REVIEW – Girl From the North Country at Birmingham’s Alexandra is well worth a visit

CONOR McPherson wrote and directed this taut, dystopian story against a backdrop of wondrously haunting numbers from Bob Dylan.

Let’s face it, outside of ‘Mr Tambourine Man’, Dylan hasn’t exactly penned a catalogue of cheer over the years and so that makes it a perfect fit.

‘Girl’ is no jukebox musical nor indeed is it a musical where the audience is encouraged to applaud after every number.

Not a jazz hand in sight – rather at the end of each number an actor moves the story swiftly on, ensuring the audience saves their appreciation until the interval and the walkdown.


Set in the Great Depression ‘Girl’ takes place in the year of 1934 in a rundown guesthouse in Duluth, Minnesota – which incidentally is where Bob Dylan was born.

There is a large company comprising a cacophony of characters and storylines with a common theme of despair.

They bicker, insult, fight, eat, drink and sing taking their cues from a note on the honky-tonk or a rap of  a drumstick on the snare drum.

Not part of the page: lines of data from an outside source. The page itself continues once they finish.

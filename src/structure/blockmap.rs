use tracing::debug;

use crate::consts::{BlockPointer, InodePointer};
use crate::structure::Image;
use crate::util::error::{Error, Result};

#[derive(Debug, Clone, Copy, PartialEq, Eq)]
pub enum Resource {
    Block,
    Inode,
}

/// One of the two allocation bitmaps of the group.
///
/// Bit `n` describes resource number `first + n`: blocks are numbered from
/// the first data block, inodes from 1. Only the first `count` bits name
/// real resources; the rest of the bitmap block is padding.
#[derive(Debug, Clone, Copy, PartialEq, Eq)]
pub struct BlockMap {
    pub resource: Resource,
    block: BlockPointer,
    first: u32,
    count: u32,
}

/// Index of the first unset bit below `count`, scanning bytes in ascending
/// order and bits from least to most significant.
pub fn first_clear_bit(bitmap: &[u8], count: usize) -> Option<usize> {
    for (byte_index, byte) in bitmap.iter().enumerate() {
        if *byte == 0xff {
            continue;
        }
        for bit in 0..8 {
            let index = byte_index * 8 + bit;
            if index >= count {
                return None;
            }
            if byte & (1 << bit) == 0 {
                return Some(index);
            }
        }
    }
    None
}

pub(crate) fn bit_is_set(bitmap: &[u8], index: usize) -> bool {
    bitmap[index / 8] & (1 << (index % 8)) != 0
}

pub(crate) fn count_set_bits(bitmap: &[u8], count: usize) -> u32 {
    (0..count).filter(|index| bit_is_set(bitmap, *index)).count() as u32
}

impl BlockMap {
    pub fn blocks(image: &Image) -> Result<BlockMap> {
        let group = image.group()?;
        Ok(BlockMap {
            resource: Resource::Block,
            block: group.block_bitmap,
            first: image.first_data_block(),
            count: image.block_count() - image.first_data_block(),
        })
    }

    pub fn inodes(image: &Image) -> Result<BlockMap> {
        let group = image.group()?;
        Ok(BlockMap {
            resource: Resource::Inode,
            block: group.inode_bitmap,
            first: 1,
            count: image.inode_count(),
        })
    }

    pub fn of(image: &Image, resource: Resource) -> Result<BlockMap> {
        match resource {
            Resource::Block => BlockMap::blocks(image),
            Resource::Inode => BlockMap::inodes(image),
        }
    }

    /// Number of real resources the bitmap describes.
    pub fn capacity(&self) -> u32 {
        self.count
    }

    fn bit(&self, number: u32) -> Result<usize> {
        if number < self.first || number - self.first >= self.count {
            return Err(match self.resource {
                Resource::Block => Error::BlockOutOfRange {
                    block: number,
                    count: self.first + self.count,
                },
                Resource::Inode => Error::InodeOutOfRange { inode: number, count: self.count },
            });
        }
        Ok((number - self.first) as usize)
    }

    /// First free resource number, or `None` when the bitmap is full.
    pub fn find_available(&self, image: &Image) -> Result<Option<u32>> {
        let bitmap = image.block(self.block)?;
        Ok(first_clear_bit(bitmap, self.count as usize).map(|bit| self.first + bit as u32))
    }

    pub fn is_used(&self, image: &Image, number: u32) -> Result<bool> {
        let bit = self.bit(number)?;
        Ok(bit_is_set(image.block(self.block)?, bit))
    }

    pub fn count_used(&self, image: &Image) -> Result<u32> {
        Ok(count_set_bits(image.block(self.block)?, self.count as usize))
    }

    /// Marks `number` in use and takes it off both free counters.
    ///
    /// Counters only move when the bit actually changes, so marking an
    /// already-used resource leaves them untouched.
    pub fn allocate(&self, image: &mut Image, number: u32) -> Result<()> {
        let bit = self.bit(number)?;
        let bitmap = image.block_mut(self.block)?;
        if bit_is_set(bitmap, bit) {
            return Ok(());
        }
        bitmap[bit / 8] |= 1 << (bit % 8);
        debug!(resource = ?self.resource, number, "allocated");
        self.adjust_free(image, false)
    }

    /// Clears `number` and returns it to both free counters. Zero is the
    /// "no block" sentinel and is ignored.
    pub fn deallocate(&self, image: &mut Image, number: u32) -> Result<()> {
        if number == 0 {
            return Ok(());
        }
        let bit = self.bit(number)?;
        let bitmap = image.block_mut(self.block)?;
        if !bit_is_set(bitmap, bit) {
            return Ok(());
        }
        bitmap[bit / 8] &= !(1 << (bit % 8));
        debug!(resource = ?self.resource, number, "deallocated");
        self.adjust_free(image, true)
    }

    fn adjust_free(&self, image: &mut Image, released: bool) -> Result<()> {
        let mut superblock = image.superblock();
        let mut group = image.group()?;
        match self.resource {
            Resource::Block => {
                superblock.free_blocks_count = step_u32(superblock.free_blocks_count, released);
                group.free_blocks_count = step_u16(group.free_blocks_count, released);
            }
            Resource::Inode => {
                superblock.free_inodes_count = step_u32(superblock.free_inodes_count, released);
                group.free_inodes_count = step_u16(group.free_inodes_count, released);
            }
        }
        image.set_superblock(&superblock);
        image.set_group(&group)
    }
}

fn step_u32(value: u32, up: bool) -> u32 {
    if up {
        value.saturating_add(1)
    } else {
        value.saturating_sub(1)
    }
}

fn step_u16(value: u16, up: bool) -> u16 {
    if up {
        value.saturating_add(1)
    } else {
        value.saturating_sub(1)
    }
}

impl Image {
    /// Allocates the first free block, failing with `NoSpace` when none is left.
    pub fn allocate_block(&mut self) -> Result<BlockPointer> {
        let map = BlockMap::blocks(self)?;
        let block = map.find_available(self)?.ok_or(Error::NoSpace)?;
        map.allocate(self, block)?;
        Ok(block)
    }

    pub fn allocate_inode(&mut self) -> Result<InodePointer> {
        let map = BlockMap::inodes(self)?;
        let inode = map.find_available(self)?.ok_or(Error::NoSpace)?;
        map.allocate(self, inode)?;
        Ok(inode)
    }

    pub fn release_block(&mut self, block: BlockPointer) -> Result<()> {
        BlockMap::blocks(self)?.deallocate(self, block)
    }

    pub fn release_inode(&mut self, inode: InodePointer) -> Result<()> {
        BlockMap::inodes(self)?.deallocate(self, inode)
    }
}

The master of the house who is desperately trying to avoid bankruptcy through not being too choosy of his clientele is Nick, an all embracing outing from Colin Connor.

Frances McNamee is mesmerising as Nick’s dementia afflicted wife Elizabeth.

She also has the most awesome of singing voices.

Nick adds to his monetary troubles by carrying on an affair with one of his boarders, the newly widowed

Mrs Nielson – another outstanding all round performance from Maria Omakinwa.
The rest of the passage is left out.